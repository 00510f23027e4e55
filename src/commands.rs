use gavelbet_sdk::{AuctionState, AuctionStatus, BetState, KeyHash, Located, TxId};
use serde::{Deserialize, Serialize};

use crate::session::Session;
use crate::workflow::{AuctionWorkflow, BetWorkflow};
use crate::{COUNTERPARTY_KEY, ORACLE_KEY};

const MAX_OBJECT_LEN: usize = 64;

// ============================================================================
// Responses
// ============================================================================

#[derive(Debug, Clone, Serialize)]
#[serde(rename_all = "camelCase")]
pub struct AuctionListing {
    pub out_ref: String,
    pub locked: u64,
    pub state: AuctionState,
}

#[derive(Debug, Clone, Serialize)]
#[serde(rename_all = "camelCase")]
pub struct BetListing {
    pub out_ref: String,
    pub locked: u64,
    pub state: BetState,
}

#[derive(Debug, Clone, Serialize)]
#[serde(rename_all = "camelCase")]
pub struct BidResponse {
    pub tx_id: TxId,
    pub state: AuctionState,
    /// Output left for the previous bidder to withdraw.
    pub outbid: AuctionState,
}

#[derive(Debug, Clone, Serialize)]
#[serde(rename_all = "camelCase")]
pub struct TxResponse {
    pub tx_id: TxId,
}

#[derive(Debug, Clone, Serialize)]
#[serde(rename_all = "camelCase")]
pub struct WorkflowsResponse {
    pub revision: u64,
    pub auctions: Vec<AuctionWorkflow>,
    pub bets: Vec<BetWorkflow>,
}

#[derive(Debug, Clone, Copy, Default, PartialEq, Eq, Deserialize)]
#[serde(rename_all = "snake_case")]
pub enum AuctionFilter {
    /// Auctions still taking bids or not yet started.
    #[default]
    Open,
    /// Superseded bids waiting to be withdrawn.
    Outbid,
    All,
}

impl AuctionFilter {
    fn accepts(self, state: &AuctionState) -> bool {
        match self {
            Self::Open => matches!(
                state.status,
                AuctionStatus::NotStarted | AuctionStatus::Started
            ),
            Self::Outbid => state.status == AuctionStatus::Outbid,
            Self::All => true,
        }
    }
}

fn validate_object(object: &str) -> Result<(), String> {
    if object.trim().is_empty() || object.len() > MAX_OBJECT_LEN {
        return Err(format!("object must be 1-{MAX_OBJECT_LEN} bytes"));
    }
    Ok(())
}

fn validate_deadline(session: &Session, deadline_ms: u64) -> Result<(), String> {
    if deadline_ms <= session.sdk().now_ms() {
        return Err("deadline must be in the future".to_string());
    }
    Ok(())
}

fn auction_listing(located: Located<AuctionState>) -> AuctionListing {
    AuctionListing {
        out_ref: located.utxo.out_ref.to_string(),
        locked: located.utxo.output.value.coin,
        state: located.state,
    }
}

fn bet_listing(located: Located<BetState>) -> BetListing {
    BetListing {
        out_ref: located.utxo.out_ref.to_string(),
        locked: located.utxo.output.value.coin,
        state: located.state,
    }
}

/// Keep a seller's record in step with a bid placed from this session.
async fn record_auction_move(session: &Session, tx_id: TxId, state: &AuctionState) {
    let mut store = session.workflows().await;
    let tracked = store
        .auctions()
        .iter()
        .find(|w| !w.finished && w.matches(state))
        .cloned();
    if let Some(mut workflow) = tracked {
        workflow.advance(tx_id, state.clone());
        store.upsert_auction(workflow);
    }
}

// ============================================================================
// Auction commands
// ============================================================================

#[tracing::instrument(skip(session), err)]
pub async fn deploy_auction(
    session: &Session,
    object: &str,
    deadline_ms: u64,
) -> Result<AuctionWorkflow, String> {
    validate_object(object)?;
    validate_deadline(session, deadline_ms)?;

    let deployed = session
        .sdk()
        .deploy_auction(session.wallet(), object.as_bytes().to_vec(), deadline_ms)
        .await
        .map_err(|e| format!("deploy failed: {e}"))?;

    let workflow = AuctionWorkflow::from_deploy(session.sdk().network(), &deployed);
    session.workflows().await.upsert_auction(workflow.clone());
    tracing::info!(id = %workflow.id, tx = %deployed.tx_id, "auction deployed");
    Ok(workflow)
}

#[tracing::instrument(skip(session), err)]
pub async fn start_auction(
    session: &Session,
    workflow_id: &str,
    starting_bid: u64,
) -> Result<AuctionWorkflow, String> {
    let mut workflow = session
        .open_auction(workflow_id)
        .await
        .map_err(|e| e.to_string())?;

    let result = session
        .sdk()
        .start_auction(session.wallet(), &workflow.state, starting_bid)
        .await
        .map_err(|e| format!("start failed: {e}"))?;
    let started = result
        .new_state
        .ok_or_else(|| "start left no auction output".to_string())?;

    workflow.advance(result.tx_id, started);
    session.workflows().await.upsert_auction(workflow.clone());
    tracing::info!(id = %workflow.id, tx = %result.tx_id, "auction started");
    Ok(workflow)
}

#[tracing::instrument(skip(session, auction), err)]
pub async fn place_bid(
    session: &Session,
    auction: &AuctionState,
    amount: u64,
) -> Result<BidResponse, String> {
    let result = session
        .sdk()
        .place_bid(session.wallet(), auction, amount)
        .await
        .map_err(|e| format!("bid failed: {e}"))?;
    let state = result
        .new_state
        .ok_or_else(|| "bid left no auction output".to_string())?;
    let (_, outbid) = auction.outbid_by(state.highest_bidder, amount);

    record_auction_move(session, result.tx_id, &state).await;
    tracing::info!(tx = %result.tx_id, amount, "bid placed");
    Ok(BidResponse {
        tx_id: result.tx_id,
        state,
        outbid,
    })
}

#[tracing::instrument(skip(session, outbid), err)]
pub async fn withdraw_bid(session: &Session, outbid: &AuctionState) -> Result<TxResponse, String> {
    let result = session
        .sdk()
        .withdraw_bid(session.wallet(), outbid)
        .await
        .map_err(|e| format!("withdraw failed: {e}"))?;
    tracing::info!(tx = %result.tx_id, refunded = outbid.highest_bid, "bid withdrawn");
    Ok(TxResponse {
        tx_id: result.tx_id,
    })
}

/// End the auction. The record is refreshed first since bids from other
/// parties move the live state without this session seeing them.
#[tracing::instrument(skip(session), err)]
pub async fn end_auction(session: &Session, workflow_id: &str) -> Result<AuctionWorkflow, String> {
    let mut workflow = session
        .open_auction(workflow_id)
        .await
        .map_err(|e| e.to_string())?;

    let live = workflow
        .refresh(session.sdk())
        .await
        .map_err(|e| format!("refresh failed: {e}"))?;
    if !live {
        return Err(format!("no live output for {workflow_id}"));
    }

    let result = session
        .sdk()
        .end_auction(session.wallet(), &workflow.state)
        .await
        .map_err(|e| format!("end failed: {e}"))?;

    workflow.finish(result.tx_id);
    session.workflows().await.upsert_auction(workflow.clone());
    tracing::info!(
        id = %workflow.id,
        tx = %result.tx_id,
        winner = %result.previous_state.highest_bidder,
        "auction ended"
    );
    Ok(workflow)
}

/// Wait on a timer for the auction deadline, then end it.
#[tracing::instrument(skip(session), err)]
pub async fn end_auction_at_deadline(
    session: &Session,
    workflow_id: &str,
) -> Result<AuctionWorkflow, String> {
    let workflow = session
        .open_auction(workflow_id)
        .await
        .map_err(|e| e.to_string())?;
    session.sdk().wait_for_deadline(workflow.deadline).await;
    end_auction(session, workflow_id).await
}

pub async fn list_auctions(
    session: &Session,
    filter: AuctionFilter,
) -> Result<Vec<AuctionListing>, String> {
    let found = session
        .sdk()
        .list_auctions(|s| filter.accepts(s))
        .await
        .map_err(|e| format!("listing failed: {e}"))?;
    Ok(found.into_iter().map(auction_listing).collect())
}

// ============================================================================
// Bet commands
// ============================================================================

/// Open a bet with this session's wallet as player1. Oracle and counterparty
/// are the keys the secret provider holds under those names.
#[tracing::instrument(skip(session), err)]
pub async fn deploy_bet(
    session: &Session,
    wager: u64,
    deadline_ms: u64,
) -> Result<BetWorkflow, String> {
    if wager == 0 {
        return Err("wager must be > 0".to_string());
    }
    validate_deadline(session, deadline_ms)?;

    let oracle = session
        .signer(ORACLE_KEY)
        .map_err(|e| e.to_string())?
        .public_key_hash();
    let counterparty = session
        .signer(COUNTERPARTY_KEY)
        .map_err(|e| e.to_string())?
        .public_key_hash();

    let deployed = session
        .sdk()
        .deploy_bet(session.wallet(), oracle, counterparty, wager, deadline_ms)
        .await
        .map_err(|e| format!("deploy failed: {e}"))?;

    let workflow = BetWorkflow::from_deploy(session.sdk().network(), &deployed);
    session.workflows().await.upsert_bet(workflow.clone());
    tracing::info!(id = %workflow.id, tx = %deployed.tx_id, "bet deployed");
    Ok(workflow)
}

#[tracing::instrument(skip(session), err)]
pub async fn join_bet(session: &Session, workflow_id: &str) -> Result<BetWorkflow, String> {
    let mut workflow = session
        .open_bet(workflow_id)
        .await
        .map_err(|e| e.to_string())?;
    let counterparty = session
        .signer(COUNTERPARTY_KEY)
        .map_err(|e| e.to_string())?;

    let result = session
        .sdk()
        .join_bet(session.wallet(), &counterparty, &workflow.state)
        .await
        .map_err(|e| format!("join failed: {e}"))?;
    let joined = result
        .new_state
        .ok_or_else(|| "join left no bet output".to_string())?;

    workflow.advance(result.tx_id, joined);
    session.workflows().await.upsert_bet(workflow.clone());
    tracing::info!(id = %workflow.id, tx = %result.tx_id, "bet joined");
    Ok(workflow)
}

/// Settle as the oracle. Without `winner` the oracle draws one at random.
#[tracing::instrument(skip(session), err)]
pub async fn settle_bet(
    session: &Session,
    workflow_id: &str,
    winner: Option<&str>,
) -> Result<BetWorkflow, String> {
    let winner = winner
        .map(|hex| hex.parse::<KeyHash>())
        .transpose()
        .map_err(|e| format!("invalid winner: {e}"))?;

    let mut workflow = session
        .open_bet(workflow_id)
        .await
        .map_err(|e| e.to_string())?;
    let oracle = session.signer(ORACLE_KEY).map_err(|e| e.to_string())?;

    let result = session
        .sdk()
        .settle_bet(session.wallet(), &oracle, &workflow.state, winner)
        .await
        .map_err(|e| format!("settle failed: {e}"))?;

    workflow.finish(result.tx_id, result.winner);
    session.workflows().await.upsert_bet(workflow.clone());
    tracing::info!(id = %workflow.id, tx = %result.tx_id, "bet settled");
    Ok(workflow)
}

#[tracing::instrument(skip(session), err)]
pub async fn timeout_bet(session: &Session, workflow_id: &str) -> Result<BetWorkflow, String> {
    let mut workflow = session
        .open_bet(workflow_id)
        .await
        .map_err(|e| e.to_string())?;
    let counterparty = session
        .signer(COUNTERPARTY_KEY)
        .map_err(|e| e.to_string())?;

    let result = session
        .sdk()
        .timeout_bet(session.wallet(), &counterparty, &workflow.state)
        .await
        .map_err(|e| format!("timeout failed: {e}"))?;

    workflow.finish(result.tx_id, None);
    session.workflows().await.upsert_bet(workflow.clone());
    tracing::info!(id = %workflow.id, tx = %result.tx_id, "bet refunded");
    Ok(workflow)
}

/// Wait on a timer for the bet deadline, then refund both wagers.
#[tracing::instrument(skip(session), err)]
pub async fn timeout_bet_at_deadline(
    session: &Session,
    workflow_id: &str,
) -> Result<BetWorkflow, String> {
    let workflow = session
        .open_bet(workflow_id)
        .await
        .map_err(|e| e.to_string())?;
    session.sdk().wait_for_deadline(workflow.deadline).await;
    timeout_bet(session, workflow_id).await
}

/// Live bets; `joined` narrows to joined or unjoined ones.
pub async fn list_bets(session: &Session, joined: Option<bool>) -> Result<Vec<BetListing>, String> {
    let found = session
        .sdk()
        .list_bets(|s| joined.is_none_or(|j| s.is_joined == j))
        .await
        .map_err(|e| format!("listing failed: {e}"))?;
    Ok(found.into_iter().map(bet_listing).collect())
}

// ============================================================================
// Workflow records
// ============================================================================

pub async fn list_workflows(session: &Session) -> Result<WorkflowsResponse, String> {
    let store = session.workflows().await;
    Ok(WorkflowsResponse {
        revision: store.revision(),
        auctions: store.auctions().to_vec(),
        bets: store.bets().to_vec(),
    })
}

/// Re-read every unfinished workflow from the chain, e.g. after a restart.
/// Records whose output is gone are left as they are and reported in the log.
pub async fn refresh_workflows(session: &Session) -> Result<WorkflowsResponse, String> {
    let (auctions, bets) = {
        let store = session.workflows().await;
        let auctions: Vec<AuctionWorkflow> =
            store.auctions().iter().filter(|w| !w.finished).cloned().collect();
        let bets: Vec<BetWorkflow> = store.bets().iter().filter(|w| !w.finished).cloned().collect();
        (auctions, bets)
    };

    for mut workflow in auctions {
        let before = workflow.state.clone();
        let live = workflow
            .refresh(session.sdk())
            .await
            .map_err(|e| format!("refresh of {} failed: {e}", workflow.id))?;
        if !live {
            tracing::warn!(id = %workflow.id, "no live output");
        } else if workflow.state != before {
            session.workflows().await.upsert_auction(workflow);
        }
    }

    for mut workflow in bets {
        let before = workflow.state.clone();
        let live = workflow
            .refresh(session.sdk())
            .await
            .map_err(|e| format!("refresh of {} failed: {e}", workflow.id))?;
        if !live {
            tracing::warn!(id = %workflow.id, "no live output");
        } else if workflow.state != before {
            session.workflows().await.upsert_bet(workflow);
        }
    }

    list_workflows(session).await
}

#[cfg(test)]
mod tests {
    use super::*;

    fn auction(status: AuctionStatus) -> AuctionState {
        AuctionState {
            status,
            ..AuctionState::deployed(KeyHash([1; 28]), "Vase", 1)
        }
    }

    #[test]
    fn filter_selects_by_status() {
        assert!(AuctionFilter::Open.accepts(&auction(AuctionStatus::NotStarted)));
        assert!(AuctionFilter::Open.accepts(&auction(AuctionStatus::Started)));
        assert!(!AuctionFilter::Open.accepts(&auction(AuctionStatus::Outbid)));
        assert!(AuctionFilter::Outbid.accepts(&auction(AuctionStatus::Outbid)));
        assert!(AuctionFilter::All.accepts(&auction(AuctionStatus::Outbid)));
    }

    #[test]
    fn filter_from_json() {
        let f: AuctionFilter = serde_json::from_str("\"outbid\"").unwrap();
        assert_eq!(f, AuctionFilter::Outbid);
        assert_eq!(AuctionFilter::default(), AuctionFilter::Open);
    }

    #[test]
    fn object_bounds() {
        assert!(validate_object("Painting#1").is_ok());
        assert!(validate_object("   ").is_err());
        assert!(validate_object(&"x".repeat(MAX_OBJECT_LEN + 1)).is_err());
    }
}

What to produce – Copy out each line of the data containing the string "crate".

Answer box –
use crate::session::Session;
use crate::workflow::{AuctionWorkflow, BetWorkflow};
use crate::{COUNTERPARTY_KEY, ORACLE_KEY};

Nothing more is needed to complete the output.